Ecuador: birth of nine leatherback turtles, endangered

Nine specimens of the leatherback turtle, the world’s largest and endangered species of sea turtle, were born on the Ecuadorian coast, Ecuador’s environment ministry said on Tuesday.

The eggs of Dermochelys coriacea, according to its scientific name, were artificially incubated on a beach called Punta Bikini, in the southwestern province of Manabi.

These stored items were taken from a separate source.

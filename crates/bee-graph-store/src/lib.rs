//! Workflow State Engine: a transactional dependency graph of workflows,
//! tasks and ports, with ready-set computation and value propagation.

pub mod error;
pub mod store;
pub mod types;

pub use error::GraphStoreError;
pub use store::GraphStore;
pub use types::{Hint, Port, Requirement, Task, TaskState, Workflow, WorkflowState};

#[cfg(test)]
mod tests {
    use super::*;
    use bee_common::WorkflowId;

    fn linear_workflow() -> (GraphStore, WorkflowId, Task, Task, Task) {
        let store = GraphStore::new();
        let wf = Workflow::new("linear");
        let wf_id = wf.id;
        store.initialize_workflow(wf).unwrap();

        let mut a = Task::new(wf_id, "A", "echo a");
        a.outputs.push(Port::new("a.out", "File").with_glob("a.txt"));

        let mut b = Task::new(wf_id, "B", "echo b");
        b.inputs.push(Port::new("b.in", "File").with_source("a.out"));
        b.outputs.push(Port::new("b.out", "File").with_glob("b.txt"));

        let mut c = Task::new(wf_id, "C", "echo c");
        c.inputs.push(Port::new("c.in", "File").with_source("b.out"));

        (store, wf_id, a, b, c)
    }

    #[test]
    fn load_order_is_irrelevant() {
        // Load C, then A, then B -- edges must still form A -> B -> C.
        let (store, wf_id, a, b, c) = linear_workflow();
        let (c_id, a_id, b_id) = (c.id, a.id, b.id);
        store.load_task(c).unwrap();
        store.load_task(a).unwrap();
        store.load_task(b).unwrap();

        assert_eq!(store.get_dependent_tasks(a_id), vec![b_id]);
        assert_eq!(store.get_dependent_tasks(b_id), vec![c_id]);
    }

    #[test]
    fn load_task_is_idempotent() {
        let (store, wf_id, a, _b, _c) = linear_workflow();
        let a_again = a.clone();
        store.load_task(a).unwrap();
        store.load_task(a_again).unwrap();
        assert_eq!(store.list_tasks(wf_id).len(), 1);
    }

    #[test]
    fn finalize_propagates_values_and_unblocks_successor() {
        let (store, wf_id, a, b, c) = linear_workflow();
        let (a_id, b_id, c_id) = (a.id, b.id, c.id);
        store.load_task(a).unwrap();
        store.load_task(b).unwrap();
        store.load_task(c).unwrap();
        store.execute_workflow(wf_id).unwrap();

        assert_eq!(store.get_task_state(a_id).unwrap(), TaskState::Ready);
        assert_eq!(store.get_task_state(b_id).unwrap(), TaskState::Waiting);

        // As the WFM does on task completion: resolve the glob output, then finalize.
        store
            .set_output_value(a_id, "a.out", serde_json::json!("/data/a.txt"))
            .unwrap();
        store.set_task_state(a_id, TaskState::Completed).unwrap();
        let ready = store.finalize_task(a_id).unwrap();

        assert_eq!(ready, vec![b_id]);
        let b_task = store.get_task(b_id).unwrap();
        assert_eq!(b_task.inputs[0].value, Some(serde_json::json!("/data/a.txt")));
        assert_eq!(store.get_task_state(c_id).unwrap(), TaskState::Waiting);
    }

    #[test]
    fn cycle_is_rejected() {
        let store = GraphStore::new();
        let wf = Workflow::new("cyclic");
        let wf_id = wf.id;
        store.initialize_workflow(wf).unwrap();

        let mut a = Task::new(wf_id, "A", "echo a");
        a.inputs.push(Port::new("a.in", "File").with_source("b.out"));
        a.outputs.push(Port::new("a.out", "File"));
        let a_id = a.id;

        let mut b = Task::new(wf_id, "B", "echo b");
        b.inputs.push(Port::new("b.in", "File").with_source("a.out"));
        b.outputs.push(Port::new("b.out", "File"));

        store.load_task(a).unwrap();
        let err = store.load_task(b);
        assert!(err.is_err());
        assert_eq!(store.list_tasks(wf_id).len(), 1);
        let _ = a_id;
    }

    #[test]
    fn zero_task_workflow_is_immediately_completable() {
        let store = GraphStore::new();
        let wf = Workflow::new("empty");
        let wf_id = wf.id;
        store.initialize_workflow(wf).unwrap();
        assert!(store.empty(wf_id));
        assert!(store.workflow_completed(wf_id));
    }

    #[test]
    fn unscheduleable_task_stays_waiting() {
        let store = GraphStore::new();
        let wf = Workflow::new("stuck");
        let wf_id = wf.id;
        store.initialize_workflow(wf).unwrap();
        let mut t = Task::new(wf_id, "T", "echo t");
        t.inputs.push(Port::new("t.in", "File").with_source("nothing.out"));
        let t_id = t.id;
        store.load_task(t).unwrap();
        store.execute_workflow(wf_id).unwrap();
        assert_eq!(store.get_task_state(t_id).unwrap(), TaskState::Waiting);
        assert!(!store.workflow_completed(wf_id));
    }

    #[test]
    fn restart_enforces_bounded_counter() {
        let store = GraphStore::new();
        let wf = Workflow::new("restartable");
        let wf_id = wf.id;
        store.initialize_workflow(wf).unwrap();
        let mut t = Task::new(wf_id, "R", "echo r");
        t.hints.push(Hint {
            class: "CheckpointRequirement".to_string(),
            key: "enabled".to_string(),
            value: serde_json::json!(true),
        });
        let t_id = t.id;
        store.load_task(t).unwrap();

        let mut current = t_id;
        for _ in 0..3 {
            let restarted = store.restart_task(current, 3).unwrap();
            assert_eq!(restarted.state, TaskState::Restarted);
            current = restarted.id;
        }
        let fourth = store.restart_task(current, 3);
        assert!(fourth.is_err());
    }

    #[test]
    fn idempotent_state_update() {
        let store = GraphStore::new();
        let wf = Workflow::new("idempotent");
        let wf_id = wf.id;
        store.initialize_workflow(wf).unwrap();
        let t = Task::new(wf_id, "T", "echo t");
        let t_id = t.id;
        store.load_task(t).unwrap();
        store.set_task_state(t_id, TaskState::Running).unwrap();
        store.set_task_state(t_id, TaskState::Running).unwrap();
        assert_eq!(store.get_task_state(t_id).unwrap(), TaskState::Running);
    }
}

The nest had been relocated by regional forest guards, due to the harsh winter that hit the Ecuadorian coast.

“This new outbreak has enabled us to determine that we can achieve a high rate of artificial hatching from these turtles, which represents an important conservation milestone for Ecuador,” said veterinarian Daniel Alava, of Refugio de la Isla Corazon y Fragatas, according to a press release from the ministry.

In January, another 60 leatherback turtles, which can grow up to three meters in length and weigh up to a ton, were born in this South American country, also in the province of Manabi.

“On the coast of Manabi, this is the second time that an outbreak has been carried out for the species, which has a low reproduction rate with only 50% of the eggs hatching,” the statement said.

The species Dermochelys coriacea lives in the temperate tropical, subtropical and subarctic waters of the Atlantic, Pacific and Indian Oceans.

It is critically endangered in the eastern Pacific.

In 2015 and 2017, leatherback turtle nests were also found on the Ecuadorian coast, but the eggs had not hatched.